Private constructor is a soul of Singleton pattern and used whenever we have to restrict the initializatio of class using ‘new’ keyword from outside world. The private modifier is usually used explicitly to make it clear that the class cannot be instantiated.

A private constructor is a special instance constructor. It is commonly used in classes that contain static members only. If a class has one or more private constructors and no public constructors, then other classes (except nested classes) are not allowed to create instances of this class.

 

public class MyClass
{
 private MyClass() { } // Private constructor
 public static int iCount;
 public static int IncrementCount()
 {
  return ++iCount;
 }
}
class MyTestClass
{
 // start execution here from main method.
 static void Main()
 {
  MyClass myclass = new MyClass(); // Compiler Exception: Can't initialize class because of private constructor
  MyClass.iCount = 100; // static variable directly accessible and initialized
  MyClass.IncrementCount(); // Direct call to static method
  Console.WriteLine("New value: {0}", MyClass.iCount);
 }
}

Private constructor plays a very special role in singleton design pattern. Singleton class is same as static class and both are used relatively for similar purpose (to provide only one “instance”) but still they have major difference.

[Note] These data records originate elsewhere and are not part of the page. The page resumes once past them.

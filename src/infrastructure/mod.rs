//! 基础设施层
//!
//! 持有稀缺资源（Page），只暴露 DOM 能力；定位器与选择器是纯数据，可以自由复制。

pub mod dom;
pub mod js_executor;
pub mod locator;
pub mod selector;

pub use dom::{BoundingBox, ClickMode, Dom, ElementSummary};
pub use js_executor::JsExecutor;
pub use locator::{Locator, Scope, Step};
pub use selector::{Selector, SelectorPart, TextMatch};
//! Fallback records for replies that cannot be used
//!
//! A fallback is the contract's empty default with the primary narrative
//! field replaced by a localized diagnostic. It is returned as an ordinary
//! value so the caller always has something to render.

use serde_json::Value;

use crate::contract::Contract;
use crate::error::{ExtractionError, ValidationError};
use crate::language::{Language, Message};
use crate::normalize::NormalizedRecord;
use crate::validate::Violation;

/// Why a fallback was produced
#[derive(Debug, Clone, PartialEq, Eq)]
pub enum FallbackCause {
    /// No JSON object could be parsed from the reply
    Extraction(ExtractionError),
    /// The parsed object did not match the contract
    Validation(ValidationError),
}

impl FallbackCause {
    /// Short label used in logs, metrics and CLI output
    pub const fn kind(&self) -> &'static str {
        match self {
            FallbackCause::Extraction(_) => "extraction",
            FallbackCause::Validation(_) => "validation",
        }
    }
}

impl std::fmt::Display for FallbackCause {
    fn fmt(&self, f: &mut std::fmt::Formatter<'_>) -> std::fmt::Result {
        match self {
            FallbackCause::Extraction(e) => write!(f, "{}", e),
            FallbackCause::Validation(e) => write!(f, "{}", e),
        }
    }
}

impl From<ExtractionError> for FallbackCause {
    fn from(err: ExtractionError) -> Self {
        FallbackCause::Extraction(err)
    }
}

impl From<ValidationError> for FallbackCause {
    fn from(err: ValidationError) -> Self {
        FallbackCause::Validation(err)
    }
}

/// Render the diagnostic text for a failure
///
/// Extraction diagnostics end with the raw reply, untouched.
pub fn diagnostic(language: Language, cause: &FallbackCause) -> String {
    match cause {
        FallbackCause::Extraction(err) => format!(
            "{}\n\n{}\n{}",
            language.text(Message::UnparsableResponse),
            language.text(Message::RawResponseHeading),
            err.raw
        ),
        FallbackCause::Validation(err) => {
            let lines = err
                .violations
                .iter()
                .map(|v| violation_line(language, v))
                .collect::<Vec<_>>()
                .join("\n");
            format!(
                "{}\n\n{}\n{}",
                language.text(Message::UnexpectedStructure),
                language.text(Message::ViolationsHeading),
                lines
            )
        }
    }
}

fn violation_line(language: Language, violation: &Violation) -> String {
    let (colon, comma) = match language {
        Language::En => (": ", ", "),
        Language::Zh => ("：", "，"),
    };
    format!(
        "- {}{}{} {}{}{} {}",
        violation.path,
        colon,
        language.text(Message::Expected),
        violation.expected,
        comma,
        language.text(Message::Found),
        violation.found
    )
}

/// Build the fallback record for `contract`
pub fn synthesize(contract: &Contract, language: Language, cause: &FallbackCause) -> NormalizedRecord {
    let mut record = contract.empty_default();
    record.insert(
        contract.primary_field().to_string(),
        Value::String(diagnostic(language, cause)),
    );
    NormalizedRecord::from_map(record)
}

  1. Singletons class can implement interfaces or derive from useful base classes.

  2. Singleton class object can be use as a parameter which is not possible for Static class.

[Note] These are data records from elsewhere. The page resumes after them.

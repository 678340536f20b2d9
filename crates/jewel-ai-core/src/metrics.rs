//! Prometheus metrics for pipeline invocations
//!
//! - `jewel_ai_invocations_total` (counter) - invocations by task and outcome
//! - `jewel_ai_duration_seconds` (histogram) - end-to-end invocation latency
//!
//! Metrics are write-only; nothing in the pipeline reads them back.

use prometheus::{CounterVec, HistogramOpts, HistogramVec, Opts, Registry};

/// Result type for metric registration
pub type Result<T> = std::result::Result<T, prometheus::Error>;

const NAMESPACE: &str = "jewel_ai";

/// How an invocation ended
#[derive(Debug, Clone, Copy, PartialEq, Eq)]
pub enum Outcome {
    /// The model's reply passed validation
    Generated,
    /// No JSON could be extracted
    ExtractionFallback,
    /// JSON was found but did not match the contract
    ValidationFallback,
    /// The generation service failed
    TransportError,
}

impl Outcome {
    /// Label value
    pub const fn as_str(&self) -> &'static str {
        match self {
            Outcome::Generated => "generated",
            Outcome::ExtractionFallback => "extraction_fallback",
            Outcome::ValidationFallback => "validation_fallback",
            Outcome::TransportError => "transport_error",
        }
    }
}

/// Pipeline counters and histograms
#[derive(Clone)]
pub struct PipelineMetrics {
    invocations_total: CounterVec,
    duration_seconds: HistogramVec,
}

impl PipelineMetrics {
    /// Create the metrics and register them with `registry`
    pub fn new(registry: &Registry) -> Result<Self> {
        let invocations_total = CounterVec::new(
            Opts::new(
                "invocations_total",
                "Total structured generation invocations by outcome",
            )
            .namespace(NAMESPACE),
            &["task", "outcome"],
        )?;

        let duration_seconds = HistogramVec::new(
            HistogramOpts::new(
                "duration_seconds",
                "Structured generation duration in seconds",
            )
            .namespace(NAMESPACE)
            .buckets(vec![0.01, 0.05, 0.1, 0.25, 0.5, 1.0, 2.5, 5.0, 10.0, 30.0, 60.0]),
            &["task"],
        )?;

        registry.register(Box::new(invocations_total.clone()))?;
        registry.register(Box::new(duration_seconds.clone()))?;

        Ok(Self {
            invocations_total,
            duration_seconds,
        })
    }

    /// Count one finished invocation
    pub fn record(&self, task: &str, outcome: Outcome) {
        self.invocations_total
            .with_label_values(&[task, outcome.as_str()])
            .inc();
    }

    /// Observe invocation duration
    pub fn observe_duration(&self, task: &str, duration_secs: f64) {
        self.duration_seconds
            .with_label_values(&[task])
            .observe(duration_secs);
    }

    /// Current count for a task and outcome
    pub fn count(&self, task: &str, outcome: Outcome) -> u64 {
        self.invocations_total
            .with_label_values(&[task, outcome.as_str()])
            .get() as u64
    }
}

impl std::fmt::Debug for PipelineMetrics {
    fn fmt(&self, f: &mut std::fmt::Formatter<'_>) -> std::fmt::Result {
        f.debug_struct("PipelineMetrics").finish_non_exhaustive()
    }
}

#[cfg(test)]
mod tests {
    use super::*;

    #[test]
    fn test_record_and_count() {
        let registry = Registry::new();
        let metrics = PipelineMetrics::new(&registry).unwrap();

        metrics.record("design_suggestion", Outcome::Generated);
        metrics.record("design_suggestion", Outcome::Generated);
        metrics.record("design_suggestion", Outcome::ValidationFallback);
        metrics.observe_duration("design_suggestion", 0.3);

        assert_eq!(metrics.count("design_suggestion", Outcome::Generated), 2);
        assert_eq!(metrics.count("design_suggestion", Outcome::ValidationFallback), 1);
        assert_eq!(metrics.count("profile_analysis", Outcome::Generated), 0);

        let names: Vec<String> = registry
            .gather()
            .iter()
            .map(|family| family.get_name().to_string())
            .collect();
        assert!(names.contains(&"jewel_ai_invocations_total".to_string()));
        assert!(names.contains(&"jewel_ai_duration_seconds".to_string()));
    }

    #[test]
    fn test_double_registration_fails() {
        let registry = Registry::new();
        assert!(PipelineMetrics::new(&registry).is_ok());
        assert!(PipelineMetrics::new(&registry).is_err());
    }
}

  3. Singletons can be handled polymorphically without forcing their users to assume that there is only one instance.

 

class Program
{
static void Main(string[] args)
{
// get the class object without initializing through 'new' keyword
MyClass instance = MyClass.Instance;
}
}
/// <summary>
/// Sealed class. Implemented through Singleton pattern.
/// </summary>
public sealed class MyClass
{
// The internal static valiable of class object
static readonly MyClass _instance = new MyClass();
/// <summary>
/// This is a private constructor, meaning no outsiders have access.
/// </summary>
private MyClass()
{
// initailize the internal variables
}
/// <summary>
/// The Instance object of an MyClass class.
/// Return the _instance object everytime whenever the MyClass class is initialized.
/// </summary>
public static MyClass Instance
{
 get { return _instance; }
}
}

D. Static Constructor :

A static constructor is used to initialize any static data, or to perform a particular action that needs to be performed only once.

It is called automatically before the first instance is created or any static members are referenced. Static Constructor is special in nature as a static constructor does not take access modifiers or have parameters and can’t access any non-static data member of a class.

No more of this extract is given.